BEGIN Material provided

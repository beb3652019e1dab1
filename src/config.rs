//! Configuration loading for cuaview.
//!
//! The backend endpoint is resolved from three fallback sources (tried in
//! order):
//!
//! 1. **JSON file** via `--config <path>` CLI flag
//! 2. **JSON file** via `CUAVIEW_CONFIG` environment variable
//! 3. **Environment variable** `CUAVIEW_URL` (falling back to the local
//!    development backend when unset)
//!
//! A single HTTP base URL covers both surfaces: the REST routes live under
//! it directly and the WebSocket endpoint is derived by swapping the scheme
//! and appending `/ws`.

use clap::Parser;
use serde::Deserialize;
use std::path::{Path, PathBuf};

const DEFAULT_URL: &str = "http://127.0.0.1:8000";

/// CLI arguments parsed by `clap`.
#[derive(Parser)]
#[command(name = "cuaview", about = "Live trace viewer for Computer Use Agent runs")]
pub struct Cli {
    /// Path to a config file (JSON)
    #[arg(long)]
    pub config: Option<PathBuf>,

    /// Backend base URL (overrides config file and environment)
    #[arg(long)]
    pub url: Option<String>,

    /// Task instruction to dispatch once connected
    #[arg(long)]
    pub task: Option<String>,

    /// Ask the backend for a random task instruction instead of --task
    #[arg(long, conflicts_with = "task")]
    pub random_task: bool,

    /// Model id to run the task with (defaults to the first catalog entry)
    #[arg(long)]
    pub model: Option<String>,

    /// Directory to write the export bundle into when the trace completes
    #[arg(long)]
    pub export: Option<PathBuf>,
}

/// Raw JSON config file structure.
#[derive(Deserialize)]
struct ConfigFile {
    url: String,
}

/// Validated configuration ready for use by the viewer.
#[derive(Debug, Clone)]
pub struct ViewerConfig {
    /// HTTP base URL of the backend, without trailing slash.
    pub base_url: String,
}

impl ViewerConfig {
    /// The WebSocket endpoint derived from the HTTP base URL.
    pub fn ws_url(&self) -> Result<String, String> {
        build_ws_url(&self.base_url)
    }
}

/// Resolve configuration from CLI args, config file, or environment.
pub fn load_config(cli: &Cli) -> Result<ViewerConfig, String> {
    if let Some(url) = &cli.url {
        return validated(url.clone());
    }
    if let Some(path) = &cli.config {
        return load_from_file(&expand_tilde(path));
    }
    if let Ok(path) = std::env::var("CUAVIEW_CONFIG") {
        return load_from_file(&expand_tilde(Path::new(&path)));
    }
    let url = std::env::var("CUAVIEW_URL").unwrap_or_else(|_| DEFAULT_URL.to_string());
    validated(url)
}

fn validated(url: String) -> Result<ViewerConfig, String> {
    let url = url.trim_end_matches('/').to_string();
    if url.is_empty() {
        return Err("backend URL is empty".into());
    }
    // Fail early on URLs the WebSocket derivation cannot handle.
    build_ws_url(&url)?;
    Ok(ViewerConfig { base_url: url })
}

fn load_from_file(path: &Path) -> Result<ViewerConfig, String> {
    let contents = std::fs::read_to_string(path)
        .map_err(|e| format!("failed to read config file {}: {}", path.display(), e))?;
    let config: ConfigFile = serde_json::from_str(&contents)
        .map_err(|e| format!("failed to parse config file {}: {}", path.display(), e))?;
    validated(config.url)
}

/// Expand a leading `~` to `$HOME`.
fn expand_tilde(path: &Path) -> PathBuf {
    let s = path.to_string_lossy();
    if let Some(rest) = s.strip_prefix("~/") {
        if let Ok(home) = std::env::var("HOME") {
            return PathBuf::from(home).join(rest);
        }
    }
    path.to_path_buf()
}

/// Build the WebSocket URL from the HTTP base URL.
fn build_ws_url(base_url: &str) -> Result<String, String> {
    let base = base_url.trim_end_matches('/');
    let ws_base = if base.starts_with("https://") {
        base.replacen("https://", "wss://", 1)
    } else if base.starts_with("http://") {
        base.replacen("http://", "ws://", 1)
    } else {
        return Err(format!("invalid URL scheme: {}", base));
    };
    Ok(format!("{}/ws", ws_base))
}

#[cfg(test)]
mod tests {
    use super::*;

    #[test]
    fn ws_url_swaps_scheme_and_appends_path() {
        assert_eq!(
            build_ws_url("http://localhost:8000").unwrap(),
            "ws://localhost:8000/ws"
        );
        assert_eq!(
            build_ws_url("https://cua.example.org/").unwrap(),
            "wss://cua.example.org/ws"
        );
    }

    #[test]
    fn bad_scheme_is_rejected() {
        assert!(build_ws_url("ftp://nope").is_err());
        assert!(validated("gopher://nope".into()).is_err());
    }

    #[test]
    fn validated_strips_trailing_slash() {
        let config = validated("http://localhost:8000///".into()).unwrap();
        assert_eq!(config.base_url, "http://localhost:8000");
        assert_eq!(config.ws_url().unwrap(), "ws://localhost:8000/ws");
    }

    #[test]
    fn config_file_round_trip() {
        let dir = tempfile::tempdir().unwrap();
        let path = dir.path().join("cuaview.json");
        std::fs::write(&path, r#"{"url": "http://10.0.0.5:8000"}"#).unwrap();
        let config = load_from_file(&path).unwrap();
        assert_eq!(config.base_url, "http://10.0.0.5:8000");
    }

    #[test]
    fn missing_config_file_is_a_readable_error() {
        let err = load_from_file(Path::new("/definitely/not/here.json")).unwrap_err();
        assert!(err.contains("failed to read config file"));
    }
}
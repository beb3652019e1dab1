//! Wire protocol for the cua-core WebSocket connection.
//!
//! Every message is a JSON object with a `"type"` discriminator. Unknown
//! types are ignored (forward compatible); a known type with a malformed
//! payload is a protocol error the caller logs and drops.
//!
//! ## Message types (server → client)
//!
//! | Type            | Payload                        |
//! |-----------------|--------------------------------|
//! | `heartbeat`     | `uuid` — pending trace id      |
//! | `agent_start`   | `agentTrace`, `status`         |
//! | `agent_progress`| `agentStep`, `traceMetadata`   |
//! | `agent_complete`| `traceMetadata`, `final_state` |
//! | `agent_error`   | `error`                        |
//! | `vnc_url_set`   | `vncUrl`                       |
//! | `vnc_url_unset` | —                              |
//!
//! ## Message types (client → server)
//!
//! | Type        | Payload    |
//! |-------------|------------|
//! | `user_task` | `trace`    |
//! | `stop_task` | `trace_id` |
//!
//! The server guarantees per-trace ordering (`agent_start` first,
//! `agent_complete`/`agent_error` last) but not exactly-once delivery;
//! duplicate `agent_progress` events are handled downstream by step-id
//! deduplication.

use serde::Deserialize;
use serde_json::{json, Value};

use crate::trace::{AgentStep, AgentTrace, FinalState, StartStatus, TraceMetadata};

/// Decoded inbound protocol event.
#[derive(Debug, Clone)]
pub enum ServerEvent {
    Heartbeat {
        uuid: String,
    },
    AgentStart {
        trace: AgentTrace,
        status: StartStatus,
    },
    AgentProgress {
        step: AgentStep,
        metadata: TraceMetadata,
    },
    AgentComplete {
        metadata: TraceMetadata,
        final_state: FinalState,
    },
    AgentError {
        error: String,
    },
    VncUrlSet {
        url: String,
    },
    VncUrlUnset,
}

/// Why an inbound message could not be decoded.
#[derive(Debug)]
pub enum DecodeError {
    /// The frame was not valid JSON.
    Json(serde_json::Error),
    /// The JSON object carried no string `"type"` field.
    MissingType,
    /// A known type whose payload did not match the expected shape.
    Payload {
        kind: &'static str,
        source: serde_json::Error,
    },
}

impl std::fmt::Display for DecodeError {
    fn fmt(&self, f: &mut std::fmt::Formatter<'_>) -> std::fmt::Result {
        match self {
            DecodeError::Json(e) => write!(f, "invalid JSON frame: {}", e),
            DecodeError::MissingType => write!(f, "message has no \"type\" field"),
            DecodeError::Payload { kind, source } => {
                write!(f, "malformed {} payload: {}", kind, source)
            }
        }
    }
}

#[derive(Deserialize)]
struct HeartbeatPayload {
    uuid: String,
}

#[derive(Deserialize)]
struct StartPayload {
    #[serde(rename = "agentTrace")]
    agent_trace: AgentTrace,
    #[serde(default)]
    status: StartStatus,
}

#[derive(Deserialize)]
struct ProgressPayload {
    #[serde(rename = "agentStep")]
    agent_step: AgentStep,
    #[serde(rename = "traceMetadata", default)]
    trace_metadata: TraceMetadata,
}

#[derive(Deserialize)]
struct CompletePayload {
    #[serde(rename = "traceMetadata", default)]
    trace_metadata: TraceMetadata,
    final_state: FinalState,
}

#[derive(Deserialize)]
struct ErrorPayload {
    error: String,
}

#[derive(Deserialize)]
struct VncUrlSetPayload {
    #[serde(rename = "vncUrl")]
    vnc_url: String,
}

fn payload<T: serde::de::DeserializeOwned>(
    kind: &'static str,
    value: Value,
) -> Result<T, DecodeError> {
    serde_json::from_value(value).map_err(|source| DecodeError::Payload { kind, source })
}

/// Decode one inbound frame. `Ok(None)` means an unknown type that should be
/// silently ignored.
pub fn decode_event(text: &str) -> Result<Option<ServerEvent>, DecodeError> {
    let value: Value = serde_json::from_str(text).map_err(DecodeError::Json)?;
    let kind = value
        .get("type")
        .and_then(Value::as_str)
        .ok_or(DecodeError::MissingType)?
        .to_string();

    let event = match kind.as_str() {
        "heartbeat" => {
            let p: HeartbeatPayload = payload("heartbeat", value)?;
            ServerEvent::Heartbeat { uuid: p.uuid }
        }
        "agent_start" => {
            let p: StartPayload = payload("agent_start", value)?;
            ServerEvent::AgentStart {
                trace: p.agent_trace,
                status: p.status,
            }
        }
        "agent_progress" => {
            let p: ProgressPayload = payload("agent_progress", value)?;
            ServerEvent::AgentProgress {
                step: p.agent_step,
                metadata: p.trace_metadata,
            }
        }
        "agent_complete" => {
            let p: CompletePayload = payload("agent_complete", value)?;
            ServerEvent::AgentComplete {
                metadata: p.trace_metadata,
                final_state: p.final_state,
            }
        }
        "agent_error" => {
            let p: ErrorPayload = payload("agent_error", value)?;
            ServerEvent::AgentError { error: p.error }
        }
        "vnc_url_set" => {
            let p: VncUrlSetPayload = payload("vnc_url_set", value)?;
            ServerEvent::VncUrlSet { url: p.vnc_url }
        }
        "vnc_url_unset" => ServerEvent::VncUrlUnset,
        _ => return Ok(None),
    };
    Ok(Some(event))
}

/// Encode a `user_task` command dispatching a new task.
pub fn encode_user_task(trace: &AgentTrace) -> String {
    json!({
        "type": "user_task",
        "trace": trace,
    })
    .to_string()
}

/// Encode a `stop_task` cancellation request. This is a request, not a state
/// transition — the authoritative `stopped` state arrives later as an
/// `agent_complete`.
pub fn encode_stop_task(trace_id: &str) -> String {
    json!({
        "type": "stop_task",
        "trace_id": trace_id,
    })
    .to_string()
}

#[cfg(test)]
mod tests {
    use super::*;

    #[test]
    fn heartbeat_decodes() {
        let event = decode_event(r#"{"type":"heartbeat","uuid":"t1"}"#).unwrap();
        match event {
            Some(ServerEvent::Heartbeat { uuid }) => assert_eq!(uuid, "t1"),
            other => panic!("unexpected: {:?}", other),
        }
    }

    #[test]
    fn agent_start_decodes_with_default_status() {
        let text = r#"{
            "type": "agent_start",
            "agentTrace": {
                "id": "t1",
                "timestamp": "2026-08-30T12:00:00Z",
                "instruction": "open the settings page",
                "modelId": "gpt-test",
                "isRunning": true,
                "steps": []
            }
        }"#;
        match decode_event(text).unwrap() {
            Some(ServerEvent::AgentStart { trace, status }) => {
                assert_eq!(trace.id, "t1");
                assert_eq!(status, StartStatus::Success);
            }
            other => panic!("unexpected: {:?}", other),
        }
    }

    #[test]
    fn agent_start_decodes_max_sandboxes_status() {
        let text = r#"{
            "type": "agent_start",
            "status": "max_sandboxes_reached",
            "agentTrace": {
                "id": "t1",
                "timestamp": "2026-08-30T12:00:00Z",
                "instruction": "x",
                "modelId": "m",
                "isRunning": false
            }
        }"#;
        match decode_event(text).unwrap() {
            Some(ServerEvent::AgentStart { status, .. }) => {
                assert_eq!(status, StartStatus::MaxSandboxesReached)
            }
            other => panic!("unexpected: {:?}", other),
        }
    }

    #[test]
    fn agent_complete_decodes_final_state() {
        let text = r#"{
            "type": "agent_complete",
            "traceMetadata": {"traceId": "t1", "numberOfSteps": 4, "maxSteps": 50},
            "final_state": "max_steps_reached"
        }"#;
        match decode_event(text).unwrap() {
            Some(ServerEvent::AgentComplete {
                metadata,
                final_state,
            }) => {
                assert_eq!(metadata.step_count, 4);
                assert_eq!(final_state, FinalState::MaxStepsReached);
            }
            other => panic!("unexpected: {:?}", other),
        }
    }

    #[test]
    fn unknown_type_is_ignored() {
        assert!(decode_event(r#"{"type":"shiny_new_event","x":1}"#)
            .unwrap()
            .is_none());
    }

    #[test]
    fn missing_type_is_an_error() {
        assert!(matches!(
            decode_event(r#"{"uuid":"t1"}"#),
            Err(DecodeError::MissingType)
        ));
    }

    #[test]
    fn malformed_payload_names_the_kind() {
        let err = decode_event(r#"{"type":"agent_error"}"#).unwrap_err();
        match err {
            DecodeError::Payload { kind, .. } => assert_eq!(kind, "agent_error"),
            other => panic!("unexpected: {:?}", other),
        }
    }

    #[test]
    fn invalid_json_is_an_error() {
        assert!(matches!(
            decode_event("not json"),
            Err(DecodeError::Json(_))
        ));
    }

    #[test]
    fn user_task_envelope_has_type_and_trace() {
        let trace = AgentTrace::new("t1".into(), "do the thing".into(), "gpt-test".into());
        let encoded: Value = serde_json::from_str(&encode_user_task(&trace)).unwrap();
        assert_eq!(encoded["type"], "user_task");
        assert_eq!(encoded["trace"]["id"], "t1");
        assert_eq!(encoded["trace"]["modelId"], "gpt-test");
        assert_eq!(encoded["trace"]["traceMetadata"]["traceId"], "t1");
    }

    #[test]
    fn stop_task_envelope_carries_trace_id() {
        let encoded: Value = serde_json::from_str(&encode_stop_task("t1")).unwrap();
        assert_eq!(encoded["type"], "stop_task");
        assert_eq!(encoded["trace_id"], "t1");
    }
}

END Material provided

Task to carry out: Every line above that contains the word "return" should be reported.

Response below:
        return validated(url.clone());
        return load_from_file(&expand_tilde(path));
        return load_from_file(&expand_tilde(Path::new(&path)));
        return Err("backend URL is empty".into());
            return PathBuf::from(home).join(rest);
        return Err(format!("invalid URL scheme: {}", base));
        _ => return Ok(None),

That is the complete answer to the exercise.